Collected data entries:
-*-
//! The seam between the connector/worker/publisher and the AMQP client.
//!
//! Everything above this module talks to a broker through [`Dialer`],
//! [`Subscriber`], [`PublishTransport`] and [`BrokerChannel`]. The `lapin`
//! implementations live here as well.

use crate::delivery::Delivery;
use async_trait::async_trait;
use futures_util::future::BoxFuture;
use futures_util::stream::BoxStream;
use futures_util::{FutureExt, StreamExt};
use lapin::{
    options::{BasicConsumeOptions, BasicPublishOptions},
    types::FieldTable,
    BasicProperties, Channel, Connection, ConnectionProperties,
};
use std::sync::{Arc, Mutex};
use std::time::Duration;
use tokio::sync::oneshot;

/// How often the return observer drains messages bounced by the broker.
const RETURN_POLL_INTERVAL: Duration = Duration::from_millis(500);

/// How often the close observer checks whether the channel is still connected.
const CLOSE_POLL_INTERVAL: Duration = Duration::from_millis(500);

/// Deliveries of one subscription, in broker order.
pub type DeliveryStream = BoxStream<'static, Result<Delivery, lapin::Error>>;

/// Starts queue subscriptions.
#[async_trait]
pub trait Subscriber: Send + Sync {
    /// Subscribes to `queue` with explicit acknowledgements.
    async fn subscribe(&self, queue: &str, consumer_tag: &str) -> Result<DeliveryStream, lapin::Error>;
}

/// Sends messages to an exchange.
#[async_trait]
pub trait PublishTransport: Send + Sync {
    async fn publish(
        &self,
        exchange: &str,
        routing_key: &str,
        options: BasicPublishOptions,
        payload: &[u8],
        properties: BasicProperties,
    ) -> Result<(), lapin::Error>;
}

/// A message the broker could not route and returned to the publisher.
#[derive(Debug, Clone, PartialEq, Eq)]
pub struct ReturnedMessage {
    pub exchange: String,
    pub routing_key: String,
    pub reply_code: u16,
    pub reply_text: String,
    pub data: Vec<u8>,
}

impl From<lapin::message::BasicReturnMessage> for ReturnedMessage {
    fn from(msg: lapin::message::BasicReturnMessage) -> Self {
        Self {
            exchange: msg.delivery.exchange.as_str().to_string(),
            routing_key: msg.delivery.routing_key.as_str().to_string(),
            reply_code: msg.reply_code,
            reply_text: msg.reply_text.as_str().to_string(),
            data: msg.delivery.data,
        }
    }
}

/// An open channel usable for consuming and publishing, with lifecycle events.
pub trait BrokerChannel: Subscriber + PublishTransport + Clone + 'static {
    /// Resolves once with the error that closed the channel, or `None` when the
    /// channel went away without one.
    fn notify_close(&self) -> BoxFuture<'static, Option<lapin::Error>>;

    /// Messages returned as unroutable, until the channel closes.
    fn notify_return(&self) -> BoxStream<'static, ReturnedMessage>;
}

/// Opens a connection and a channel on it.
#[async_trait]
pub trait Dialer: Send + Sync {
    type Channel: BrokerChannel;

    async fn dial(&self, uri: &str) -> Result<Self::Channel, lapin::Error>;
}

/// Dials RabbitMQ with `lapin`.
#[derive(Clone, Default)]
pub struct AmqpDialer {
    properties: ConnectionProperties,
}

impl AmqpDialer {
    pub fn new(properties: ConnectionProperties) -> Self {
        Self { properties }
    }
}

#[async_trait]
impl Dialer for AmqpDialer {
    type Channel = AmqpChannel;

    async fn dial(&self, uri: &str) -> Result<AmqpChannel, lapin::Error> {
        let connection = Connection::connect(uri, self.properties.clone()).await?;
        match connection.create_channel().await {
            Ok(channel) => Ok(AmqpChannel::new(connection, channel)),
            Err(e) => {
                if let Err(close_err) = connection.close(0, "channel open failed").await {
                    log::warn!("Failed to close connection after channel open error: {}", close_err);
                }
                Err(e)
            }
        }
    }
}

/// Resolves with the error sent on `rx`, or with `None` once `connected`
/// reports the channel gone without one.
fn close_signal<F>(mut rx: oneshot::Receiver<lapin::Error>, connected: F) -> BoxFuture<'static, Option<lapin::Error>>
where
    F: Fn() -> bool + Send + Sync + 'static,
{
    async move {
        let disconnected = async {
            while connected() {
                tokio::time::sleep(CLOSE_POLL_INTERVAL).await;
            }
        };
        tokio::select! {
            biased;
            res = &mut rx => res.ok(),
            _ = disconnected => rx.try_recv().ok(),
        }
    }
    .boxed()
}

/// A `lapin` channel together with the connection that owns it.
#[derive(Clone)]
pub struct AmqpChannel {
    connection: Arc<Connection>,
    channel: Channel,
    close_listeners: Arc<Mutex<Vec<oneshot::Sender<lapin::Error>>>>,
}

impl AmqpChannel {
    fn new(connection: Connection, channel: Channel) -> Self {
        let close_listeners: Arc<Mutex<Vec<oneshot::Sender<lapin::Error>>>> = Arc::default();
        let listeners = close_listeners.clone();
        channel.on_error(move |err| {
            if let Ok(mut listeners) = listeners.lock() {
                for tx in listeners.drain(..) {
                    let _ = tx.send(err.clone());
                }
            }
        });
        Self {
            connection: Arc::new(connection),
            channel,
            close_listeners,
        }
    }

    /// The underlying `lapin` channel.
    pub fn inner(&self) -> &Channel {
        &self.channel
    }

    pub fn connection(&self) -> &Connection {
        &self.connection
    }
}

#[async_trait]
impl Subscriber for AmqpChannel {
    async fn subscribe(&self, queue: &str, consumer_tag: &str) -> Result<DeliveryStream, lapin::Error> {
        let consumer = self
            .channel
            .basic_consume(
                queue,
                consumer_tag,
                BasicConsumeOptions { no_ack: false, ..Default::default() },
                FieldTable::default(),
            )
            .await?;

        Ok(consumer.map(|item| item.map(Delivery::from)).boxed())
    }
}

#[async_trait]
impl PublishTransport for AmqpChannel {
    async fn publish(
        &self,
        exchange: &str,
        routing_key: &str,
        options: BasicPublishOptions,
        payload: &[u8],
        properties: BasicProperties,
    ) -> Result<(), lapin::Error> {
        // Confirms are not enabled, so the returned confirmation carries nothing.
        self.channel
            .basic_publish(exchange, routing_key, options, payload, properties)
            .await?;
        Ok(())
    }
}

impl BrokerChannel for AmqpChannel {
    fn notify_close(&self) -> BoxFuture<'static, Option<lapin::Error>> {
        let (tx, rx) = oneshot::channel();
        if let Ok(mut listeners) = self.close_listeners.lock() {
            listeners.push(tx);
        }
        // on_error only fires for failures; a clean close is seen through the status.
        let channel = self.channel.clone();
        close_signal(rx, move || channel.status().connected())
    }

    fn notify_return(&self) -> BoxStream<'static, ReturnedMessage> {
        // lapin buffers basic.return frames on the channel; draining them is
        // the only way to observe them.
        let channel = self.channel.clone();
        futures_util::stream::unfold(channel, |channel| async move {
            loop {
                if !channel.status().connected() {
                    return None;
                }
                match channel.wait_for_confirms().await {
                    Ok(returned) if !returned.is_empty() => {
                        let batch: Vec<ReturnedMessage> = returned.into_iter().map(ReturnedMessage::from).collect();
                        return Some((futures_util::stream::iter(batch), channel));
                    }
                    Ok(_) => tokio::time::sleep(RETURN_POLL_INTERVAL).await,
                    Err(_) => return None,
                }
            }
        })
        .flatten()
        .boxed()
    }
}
-*-
TRY IT = Looking at the entries above, count the lines that contain "Subscriber" and answer with only the number.

WRITTEN SOLUTION = 4